Please count the lines below that contain the word "KeyValueStore", and reply with that number alone.

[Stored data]
• • • •
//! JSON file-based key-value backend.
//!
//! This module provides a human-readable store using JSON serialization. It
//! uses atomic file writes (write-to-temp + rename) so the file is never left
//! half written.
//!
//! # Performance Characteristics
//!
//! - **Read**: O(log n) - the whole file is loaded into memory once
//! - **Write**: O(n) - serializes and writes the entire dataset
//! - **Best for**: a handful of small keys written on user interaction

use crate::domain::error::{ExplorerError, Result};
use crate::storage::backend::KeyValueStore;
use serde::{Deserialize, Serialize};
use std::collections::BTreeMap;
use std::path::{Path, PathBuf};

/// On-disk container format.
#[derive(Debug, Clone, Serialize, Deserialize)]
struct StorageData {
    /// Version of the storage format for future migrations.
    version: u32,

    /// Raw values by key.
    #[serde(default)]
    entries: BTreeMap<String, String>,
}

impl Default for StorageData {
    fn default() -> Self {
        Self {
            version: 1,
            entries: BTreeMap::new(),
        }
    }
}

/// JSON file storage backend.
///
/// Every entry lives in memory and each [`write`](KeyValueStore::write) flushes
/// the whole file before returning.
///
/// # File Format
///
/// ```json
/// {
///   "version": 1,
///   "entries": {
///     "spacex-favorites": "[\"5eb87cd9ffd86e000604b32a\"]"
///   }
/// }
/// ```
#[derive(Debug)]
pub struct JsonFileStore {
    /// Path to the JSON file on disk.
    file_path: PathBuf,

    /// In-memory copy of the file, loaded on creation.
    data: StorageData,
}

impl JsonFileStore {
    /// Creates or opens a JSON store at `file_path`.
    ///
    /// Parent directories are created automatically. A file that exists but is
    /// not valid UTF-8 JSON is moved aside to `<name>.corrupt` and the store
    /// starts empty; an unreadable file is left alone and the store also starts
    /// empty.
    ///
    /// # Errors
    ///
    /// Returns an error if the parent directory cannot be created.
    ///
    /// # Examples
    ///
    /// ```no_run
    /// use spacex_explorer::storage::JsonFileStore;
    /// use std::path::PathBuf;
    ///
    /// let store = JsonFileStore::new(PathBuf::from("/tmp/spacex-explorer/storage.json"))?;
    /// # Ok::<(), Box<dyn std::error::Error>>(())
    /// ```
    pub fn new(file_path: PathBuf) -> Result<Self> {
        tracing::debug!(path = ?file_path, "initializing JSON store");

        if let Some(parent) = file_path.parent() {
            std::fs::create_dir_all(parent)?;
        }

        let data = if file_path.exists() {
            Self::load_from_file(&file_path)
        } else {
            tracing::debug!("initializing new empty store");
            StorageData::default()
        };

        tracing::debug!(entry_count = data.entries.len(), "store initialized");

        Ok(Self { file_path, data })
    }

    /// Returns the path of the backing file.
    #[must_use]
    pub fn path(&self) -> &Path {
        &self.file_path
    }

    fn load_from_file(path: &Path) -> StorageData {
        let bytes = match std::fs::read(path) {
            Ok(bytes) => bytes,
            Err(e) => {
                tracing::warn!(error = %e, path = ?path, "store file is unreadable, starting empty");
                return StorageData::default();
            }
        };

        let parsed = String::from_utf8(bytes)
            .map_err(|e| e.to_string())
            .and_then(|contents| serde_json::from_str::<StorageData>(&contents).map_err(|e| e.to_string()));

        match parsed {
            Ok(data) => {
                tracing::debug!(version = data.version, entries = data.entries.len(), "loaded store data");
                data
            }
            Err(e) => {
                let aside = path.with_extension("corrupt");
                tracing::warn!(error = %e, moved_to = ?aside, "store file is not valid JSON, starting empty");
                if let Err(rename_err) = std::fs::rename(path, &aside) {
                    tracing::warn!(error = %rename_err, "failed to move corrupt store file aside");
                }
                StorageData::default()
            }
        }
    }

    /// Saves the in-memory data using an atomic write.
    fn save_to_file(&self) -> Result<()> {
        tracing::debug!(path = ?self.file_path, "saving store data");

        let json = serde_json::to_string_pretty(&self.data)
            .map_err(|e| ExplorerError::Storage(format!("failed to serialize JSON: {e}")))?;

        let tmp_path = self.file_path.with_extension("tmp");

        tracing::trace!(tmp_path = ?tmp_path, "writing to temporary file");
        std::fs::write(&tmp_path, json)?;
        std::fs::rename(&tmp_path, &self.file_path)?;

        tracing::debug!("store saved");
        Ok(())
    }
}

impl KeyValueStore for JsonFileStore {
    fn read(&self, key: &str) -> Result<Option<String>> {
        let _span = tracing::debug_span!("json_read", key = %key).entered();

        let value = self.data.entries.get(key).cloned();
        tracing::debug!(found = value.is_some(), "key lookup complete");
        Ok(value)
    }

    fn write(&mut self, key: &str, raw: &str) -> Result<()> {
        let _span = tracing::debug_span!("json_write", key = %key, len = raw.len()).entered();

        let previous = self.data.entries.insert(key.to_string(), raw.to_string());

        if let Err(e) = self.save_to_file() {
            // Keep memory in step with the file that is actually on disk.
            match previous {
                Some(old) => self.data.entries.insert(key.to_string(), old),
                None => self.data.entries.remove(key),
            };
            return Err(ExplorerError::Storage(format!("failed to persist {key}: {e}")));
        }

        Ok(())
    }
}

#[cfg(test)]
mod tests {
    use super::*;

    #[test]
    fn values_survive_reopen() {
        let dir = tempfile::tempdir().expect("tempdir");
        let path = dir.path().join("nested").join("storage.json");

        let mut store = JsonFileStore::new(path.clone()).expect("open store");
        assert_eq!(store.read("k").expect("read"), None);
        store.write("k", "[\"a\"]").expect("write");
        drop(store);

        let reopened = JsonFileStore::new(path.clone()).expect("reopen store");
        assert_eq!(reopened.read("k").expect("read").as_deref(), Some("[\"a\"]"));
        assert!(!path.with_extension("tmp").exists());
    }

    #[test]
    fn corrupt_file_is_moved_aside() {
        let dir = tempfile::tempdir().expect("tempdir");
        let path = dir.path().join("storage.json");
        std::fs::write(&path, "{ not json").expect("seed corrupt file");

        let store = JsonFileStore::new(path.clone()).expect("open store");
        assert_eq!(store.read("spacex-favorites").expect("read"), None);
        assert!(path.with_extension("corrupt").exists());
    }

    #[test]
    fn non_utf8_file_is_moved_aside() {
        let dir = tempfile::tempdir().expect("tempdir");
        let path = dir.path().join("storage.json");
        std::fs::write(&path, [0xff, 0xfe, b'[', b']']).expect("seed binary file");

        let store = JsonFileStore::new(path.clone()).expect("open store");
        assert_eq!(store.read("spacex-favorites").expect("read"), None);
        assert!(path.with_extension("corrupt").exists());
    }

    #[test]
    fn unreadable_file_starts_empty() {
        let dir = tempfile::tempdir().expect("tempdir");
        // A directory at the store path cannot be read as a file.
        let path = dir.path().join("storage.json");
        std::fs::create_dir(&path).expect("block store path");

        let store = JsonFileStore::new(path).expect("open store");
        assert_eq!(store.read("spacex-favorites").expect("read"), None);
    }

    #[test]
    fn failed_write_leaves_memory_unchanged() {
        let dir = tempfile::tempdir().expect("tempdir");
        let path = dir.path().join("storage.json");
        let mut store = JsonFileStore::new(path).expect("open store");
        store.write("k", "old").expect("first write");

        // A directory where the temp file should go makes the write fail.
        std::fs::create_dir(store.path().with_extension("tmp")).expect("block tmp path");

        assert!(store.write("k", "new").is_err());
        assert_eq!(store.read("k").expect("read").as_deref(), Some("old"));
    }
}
• • • •
* [WRITTEN REPLY]:
3